Room: Exhibit Hall | Forum 2
Purpose: Calculating ventilation maps from four-dimensional computed tomography (4DCT) images has been proposed. Typical radiation therapy treatment planning workflow for lung cancer includes acquiring 4DCT scans routinely. This study investigates the feasibility of using the ventilation maps calculated from 4DCT images to predict radiation pneumonitis (RP) for lung cancer
Methods: Patients with lung disease treated with SBRT (total 50~70Gy) at our institution between 2011 and 2018 were retrospectively identified from the clinical database. Patients with both pretreatment and post-treatment 10-phase 4DCT scans were included in this study. These 4D scans were used to create a CT ventilation and aeration using the Siemens E-Xamine software (Siemens Medical Solutions USA Inc., Malvern, PA). The equation used to create CT ventilation map used Jacobian calculations to assess the movement of each voxel on a 10-phase CT scan to generate a representation of ventilation in each voxel. The Aeration map factored in the density of the lung tissue along with the ventilation. Pre-treatment CT with isodose levels, ventilation levels and tumor delineations (GTV, ITV and PTV) was registered to post-treatment CT to identify the possible locations of RP.
Results: Among 3 patients, the repeat 4D lung or diagnostic scans were done at approximately 1 year (range 9-19 months). Two locations (included in PTV but outside of GTV) were identified by different radiologists as possible RP at post-diagnostic scans with lower ventilation levels.
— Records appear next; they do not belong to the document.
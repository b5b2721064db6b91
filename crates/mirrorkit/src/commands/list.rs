//! `list`: the registry at a glance, or one tool in detail.

use std::fmt::Write as _;

use mirrorkit_registry::{CategoryKey, MirrorDefinition, Registry, ToolDefinition};
use serde::Serialize;

use super::Context;
use crate::cli::CliError;

#[derive(Debug, Serialize)]
#[serde(rename_all = "camelCase")]
struct ToolSummary<'a> {
    key: &'a str,
    name: &'a str,
    category: CategoryKey,
    mirrors: usize,
    os_versions: usize,
    scripts: usize,
}

#[derive(Debug, Serialize)]
#[serde(rename_all = "camelCase")]
struct CategoryListing<'a> {
    key: CategoryKey,
    label: &'a str,
    tools: Vec<ToolSummary<'a>>,
}

#[derive(Debug, Serialize)]
#[serde(rename_all = "camelCase")]
struct MirrorListing<'a> {
    key: &'a str,
    #[serde(flatten)]
    mirror: &'a MirrorDefinition,
}

#[derive(Debug, Serialize)]
#[serde(rename_all = "camelCase")]
struct OsListing<'a> {
    key: &'a str,
    label: &'a str,
}

#[derive(Debug, Serialize)]
#[serde(rename_all = "camelCase")]
struct ToolListing<'a> {
    #[serde(flatten)]
    summary: ToolSummary<'a>,
    full_name: &'a str,
    config_file: Option<&'static str>,
    mirror_list: Vec<MirrorListing<'a>>,
    os_version_list: Vec<OsListing<'a>>,
}

fn summarize(tool: &ToolDefinition) -> ToolSummary<'_> {
    ToolSummary {
        key: tool.key(),
        name: tool.name(),
        category: tool.category(),
        mirrors: tool.mirrors().len(),
        os_versions: tool.os_support().len(),
        scripts: tool.script_count(),
    }
}

fn categories(registry: &Registry) -> Vec<CategoryListing<'_>> {
    registry
        .categories()
        .iter()
        .map(|category| CategoryListing {
            key: category.key,
            label: &category.label,
            tools: registry.tools_in(category.key).map(summarize).collect(),
        })
        .collect()
}

fn detail(tool: &ToolDefinition) -> ToolListing<'_> {
    ToolListing {
        summary: summarize(tool),
        full_name: tool.full_name(),
        config_file: tool.config_file_name(),
        mirror_list: tool
            .mirrors()
            .iter()
            .map(|(key, mirror)| MirrorListing { key, mirror })
            .collect(),
        os_version_list: tool
            .os_support()
            .versions()
            .map(|(key, label)| OsListing { key, label })
            .collect(),
    }
}

fn format_overview(listing: &[CategoryListing<'_>]) -> String {
    let mut out = String::new();
    for category in listing {
        let _ = writeln!(out, "{} ({})", category.label, category.key);
        for tool in &category.tools {
            let _ = write!(out, "  {:<10} {:<12} {} mirrors", tool.key, tool.name, tool.mirrors);
            if tool.os_versions > 0 {
                let _ = write!(out, ", {} OS versions", tool.os_versions);
            }
            out.push('\n');
        }
    }
    out
}

fn format_detail(listing: &ToolListing<'_>) -> String {
    let mut out = String::new();
    let _ = writeln!(
        out,
        "{} ({}) [{}]",
        listing.full_name, listing.summary.key, listing.summary.category
    );
    if let Some(file) = listing.config_file {
        let _ = writeln!(out, "Config file: {file}");
    }
    out.push_str("Mirrors:\n");
    for entry in &listing.mirror_list {
        let _ = write!(out, "  {:<12} {:<20} {}", entry.key, entry.mirror.name, entry.mirror.url);
        if let Some(note) = &entry.mirror.note {
            let _ = write!(out, "  ({note})");
        }
        out.push('\n');
    }
    if !listing.os_version_list.is_empty() {
        out.push_str("OS versions:\n");
        for os in &listing.os_version_list {
            let _ = writeln!(out, "  {:<14} {}", os.key, os.label);
        }
    }
    let _ = writeln!(out, "Scripts: {}", listing.summary.scripts);
    out
}

/// Print every category with its tools, or one tool's mirrors and OS versions.
///
/// # Errors
///
/// Unknown tool keys are configuration errors.
pub fn execute(registry: &Registry, tool: Option<&str>, ctx: &Context) -> Result<(), CliError> {
    match tool {
        Some(key) => {
            let listing = detail(registry.tool(key)?);
            ctx.emit(&listing, &format_detail(&listing))
        }
        None => {
            let listing = categories(registry);
            ctx.emit(&listing, &format_overview(&listing))
        }
    }
}

#[cfg(test)]
mod tests {
    use super::*;

    #[test]
    fn test_overview_covers_every_tool_once() {
        let registry = Registry::builtin();
        let listing = categories(registry);
        let total: usize = listing.iter().map(|c| c.tools.len()).sum();
        assert_eq!(total, registry.tools().len());

        let text = format_overview(&listing);
        assert!(text.lines().any(|l| l.trim_start().starts_with("npm ")));
        assert!(text.contains("OS versions"));
    }

    #[test]
    fn test_detail_lists_mirrors_and_os_versions() {
        let tool = Registry::builtin().tool("apt").unwrap();
        let text = format_detail(&detail(tool));
        assert!(text.contains("Mirrors:\n"));
        assert!(text.contains("aliyun"));
        assert!(text.contains("ubuntu-22.04"));
        assert!(text.contains(&format!("Scripts: {}", tool.script_count())));
    }

    #[test]
    fn test_detail_json_shape() {
        let tool = Registry::builtin().tool("npm").unwrap();
        let json = serde_json::to_value(detail(tool)).unwrap();
        assert_eq!(json["key"], "npm");
        assert_eq!(json["category"], "language");
        assert_eq!(json["configFile"], ".npmrc");
        assert_eq!(json["mirrorList"][0]["key"], "aliyun");
        assert_eq!(json["osVersionList"].as_array().unwrap().len(), 0);
    }
}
At the area (a shell shape) between GTV and PTV, higher ventilation level lung shows higher resistance to RP while lower ventilation lung area may develop into RP.
Conclusion: We found that the ventilation maps calculated from 4DCT images could possibly be used to predict radiation pneumonitis (RP) for lung cancer patients at higher dose levels. Further investigations are being carried out to quantify its clinical potential.